▶ Requirement: Looking at the entries underneath, work out how many lines contain "DivisionByZero". Write only that number.

▶ Stored data:
use crate::environment::{Arity, EnvError, Environment};
use crate::source::Span;
use crate::types::{Lambda, Node, Procedure, Sexpr};
use log::{debug, trace};
use std::cell::{Cell, RefCell};
use std::collections::HashSet;
use std::rc::Rc;
use thiserror::Error;

/// Default limit on nested `evaluate` calls, low enough for a 2 MiB thread stack.
pub const MAX_EVAL_DEPTH: usize = 400;

thread_local! {
    static EVAL_DEPTH: Cell<usize> = const { Cell::new(0) };
    static EVAL_DEPTH_LIMIT: Cell<usize> = const { Cell::new(MAX_EVAL_DEPTH) };
}

/// Overrides the evaluation depth limit for the current thread.
pub fn set_max_eval_depth(limit: usize) {
    EVAL_DEPTH_LIMIT.with(|l| l.set(limit));
}

pub fn max_eval_depth() -> usize {
    EVAL_DEPTH_LIMIT.with(|l| l.get())
}

// --- Evaluation Error ---
#[derive(Debug, Clone, PartialEq, Error)]
pub enum EvalError {
    #[error(transparent)]
    EnvError(#[from] EnvError), // Unbound symbols and arity mismatches
    #[error("Evaluation Error: Expected a procedure, but got: {0}")]
    NotCallable(Sexpr, Span),
    #[error("Evaluation Error: Malformed special form - {0}")]
    MalformedSpecialForm(String, Span),
    #[error("Evaluation Error: Division by zero")]
    DivisionByZero(Span),
    #[error("Evaluation Error: Index out of range - {0}")]
    IndexOutOfRange(String, Span),
    #[error("Evaluation Error: '{name}' expects {expected}, got {found}")]
    TypeMismatch {
        name: String,
        expected: &'static str,
        found: &'static str,
        span: Span,
    },
    #[error("Evaluation Error: '{0}': math domain error")]
    DomainError(String, Span),
    #[error("Evaluation Error: Maximum evaluation depth exceeded")]
    StackExhausted(Span),
}

impl EvalError {
    pub fn span(&self) -> Span {
        match self {
            EvalError::EnvError(env_err) => env_err.span(),
            EvalError::NotCallable(_, span)
            | EvalError::MalformedSpecialForm(_, span)
            | EvalError::DivisionByZero(span)
            | EvalError::IndexOutOfRange(_, span)
            | EvalError::TypeMismatch { span, .. }
            | EvalError::DomainError(_, span)
            | EvalError::StackExhausted(span) => *span,
        }
    }
}

// Result type alias for convenience
pub type EvalResult<T = Node> = Result<T, EvalError>;

/// Keywords handled by the evaluator rather than by procedure application.
pub fn special_form_identifiers() -> HashSet<String> {
    ["quote", "if", "define", "set", "set!", "lambda"]
        .into_iter()
        .map(String::from)
        .collect()
}

// Tracks nesting of `evaluate` on this thread; released on drop.
struct DepthGuard;

impl DepthGuard {
    fn enter(span: Span) -> EvalResult<DepthGuard> {
        let depth = EVAL_DEPTH.with(|d| d.get());
        if depth >= max_eval_depth() {
            return Err(EvalError::StackExhausted(span));
        }
        EVAL_DEPTH.with(|d| d.set(depth + 1));
        Ok(DepthGuard)
    }
}

impl Drop for DepthGuard {
    fn drop(&mut self) {
        EVAL_DEPTH.with(|d| d.set(d.get().saturating_sub(1)));
    }
}

// --- Evaluate Function ---

/// Evaluates a given AST Node within the specified environment.
pub fn evaluate(node: &Node, env: &Rc<RefCell<Environment>>) -> EvalResult {
    let _guard = DepthGuard::enter(node.span)?;

    match &node.kind {
        // 1. Symbols: Look up in the environment
        Sexpr::Symbol(name) => Ok(env.borrow().get(name, node.span)?),

        // 2. Lists: special forms or procedure calls
        Sexpr::List(elements) => evaluate_list(elements, env, node.span),

        // 3. Everything else evaluates to itself
        Sexpr::Integer(_)
        | Sexpr::Real(_)
        | Sexpr::Boolean(_)
        | Sexpr::Procedure(_)
        | Sexpr::Void => Ok(node.clone()),
    }
}

fn evaluate_list(elements: &[Node], env: &Rc<RefCell<Environment>>, span: Span) -> EvalResult {
    let Some((first, rest)) = elements.split_first() else {
        return Err(EvalError::MalformedSpecialForm(
            "cannot evaluate the empty list".to_string(),
            span,
        ));
    };
    match &first.kind {
        Sexpr::Symbol(sym_name) => match sym_name.as_str() {
            "quote" => evaluate_quote(rest, span),
            "if" => evaluate_if(rest, env, span),
            "define" => evaluate_define(rest, env, span),
            "set" | "set!" => evaluate_set(rest, env, span),
            "lambda" => evaluate_lambda(rest, env, span),
            _ => evaluate_procedure(first, rest, env, span),
        },
        _ => evaluate_procedure(first, rest, env, span),
    }
}

fn evaluate_procedure(
    operator: &Node,
    operands: &[Node],
    env: &Rc<RefCell<Environment>>,
    span: Span,
) -> EvalResult {
    // 1. Evaluate the operator and check it is callable
    let operator_result = evaluate(operator, env)?;
    let procedure = match operator_result.kind {
        Sexpr::Procedure(proc) => proc,
        other => return Err(EvalError::NotCallable(other, operator.span)),
    };

    // 2. Evaluate the operands, left to right
    let evaluated_args = operands
        .iter()
        .map(|operand| evaluate(operand, env))
        .collect::<EvalResult<Vec<Node>>>()?;

    // 3. Apply the procedure
    apply_procedure(&procedure, evaluated_args, span)
}

/// Calls `procedure` with already evaluated arguments.
pub fn apply_procedure(procedure: &Procedure, args: Vec<Node>, span: Span) -> EvalResult {
    match procedure {
        Procedure::Primitive(func, name) => {
            trace!("calling primitive '{}' with {} argument(s)", name, args.len());
            func(args, span)
        }
        Procedure::Lambda(lambda) => {
            trace!("calling lambda ({})", lambda.params.join(" "));
            let frame = Environment::new_call_frame(
                &lambda.params,
                args,
                lambda.env.clone(),
                "lambda",
                span,
            )?;
            evaluate(&lambda.body, &frame)
        }
    }
}

fn evaluate_quote(operands: &[Node], span: Span) -> EvalResult {
    if let [node] = operands {
        // Quote returns the operand unevaluated.
        Ok(node.clone())
    } else {
        Err(EvalError::MalformedSpecialForm(
            "quote expects exactly one argument".to_string(),
            span, // Use the span of the whole (quote ...) form
        ))
    }
}

fn evaluate_if(operands: &[Node], env: &Rc<RefCell<Environment>>, span: Span) -> EvalResult {
    if let [condition, consequent, alternate] = operands {
        if evaluate(condition, env)?.kind.is_truthy() {
            evaluate(consequent, env)
        } else {
            evaluate(alternate, env)
        }
    } else {
        Err(EvalError::MalformedSpecialForm(
            "if expects a condition, a consequent and an alternate".to_string(),
            span,
        ))
    }
}

// Extracts the symbol name targeted by `define`/`set`.
fn expect_target<'a>(node: &'a Node, form: &str) -> EvalResult<&'a str> {
    match &node.kind {
        Sexpr::Symbol(name) => Ok(name),
        other => Err(EvalError::MalformedSpecialForm(
            format!("{} expects a symbol, got {}", form, other.type_name()),
            node.span,
        )),
    }
}

fn evaluate_define(operands: &[Node], env: &Rc<RefCell<Environment>>, span: Span) -> EvalResult {
    let [target, value_expr] = operands else {
        return Err(EvalError::MalformedSpecialForm(
            "define expects a symbol and a value".to_string(),
            span,
        ));
    };
    let name = expect_target(target, "define")?;
    let value = evaluate(value_expr, env)?;
    if env.borrow().binds_locally(name) {
        debug!("redefine '{}' = {}", name, value);
    } else {
        debug!("define '{}' = {}", name, value);
    }
    env.borrow_mut().define(name.to_string(), value);
    Ok(Node::new_void(span))
}

fn evaluate_set(operands: &[Node], env: &Rc<RefCell<Environment>>, span: Span) -> EvalResult {
    let [target, value_expr] = operands else {
        return Err(EvalError::MalformedSpecialForm(
            "set expects a symbol and a value".to_string(),
            span,
        ));
    };
    let name = expect_target(target, "set")?;
    let value = evaluate(value_expr, env)?;
    let owner = Environment::lookup(env, name, target.span)?;
    debug!("set '{}' = {}", name, value);
    owner.borrow_mut().set(name, value, target.span)?;
    Ok(Node::new_void(span))
}

fn evaluate_lambda(operands: &[Node], env: &Rc<RefCell<Environment>>, span: Span) -> EvalResult {
    let [params, body] = operands else {
        return Err(EvalError::MalformedSpecialForm(
            "lambda expects a parameter list and a body".to_string(),
            span,
        ));
    };
    let Sexpr::List(param_nodes) = &params.kind else {
        return Err(EvalError::MalformedSpecialForm(
            format!("lambda parameters must be a list, got {}", params.kind.type_name()),
            params.span,
        ));
    };
    let params = param_nodes
        .iter()
        .map(|param| match &param.kind {
            Sexpr::Symbol(name) => Ok(name.clone()),
            other => Err(EvalError::MalformedSpecialForm(
                format!("lambda parameter must be a symbol, got {}", other.type_name()),
                param.span,
            )),
        })
        .collect::<EvalResult<Vec<String>>>()?;
    debug!("lambda ({})", params.join(" "));

    let lambda = Lambda {
        params,
        body: body.clone(),
        env: env.clone(),
    };
    Ok(Node::new(Sexpr::Procedure(Procedure::Lambda(Rc::new(lambda))), span))
}

/// Used by primitives to report a wrong argument count.
pub fn arity_error(name: &str, expected: Arity, found: usize, span: Span) -> EvalError {
    EvalError::EnvError(EnvError::ArityMismatch {
        name: name.to_string(),
        expected,
        found,
        span,
    })
}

▶ Exercise solution: 2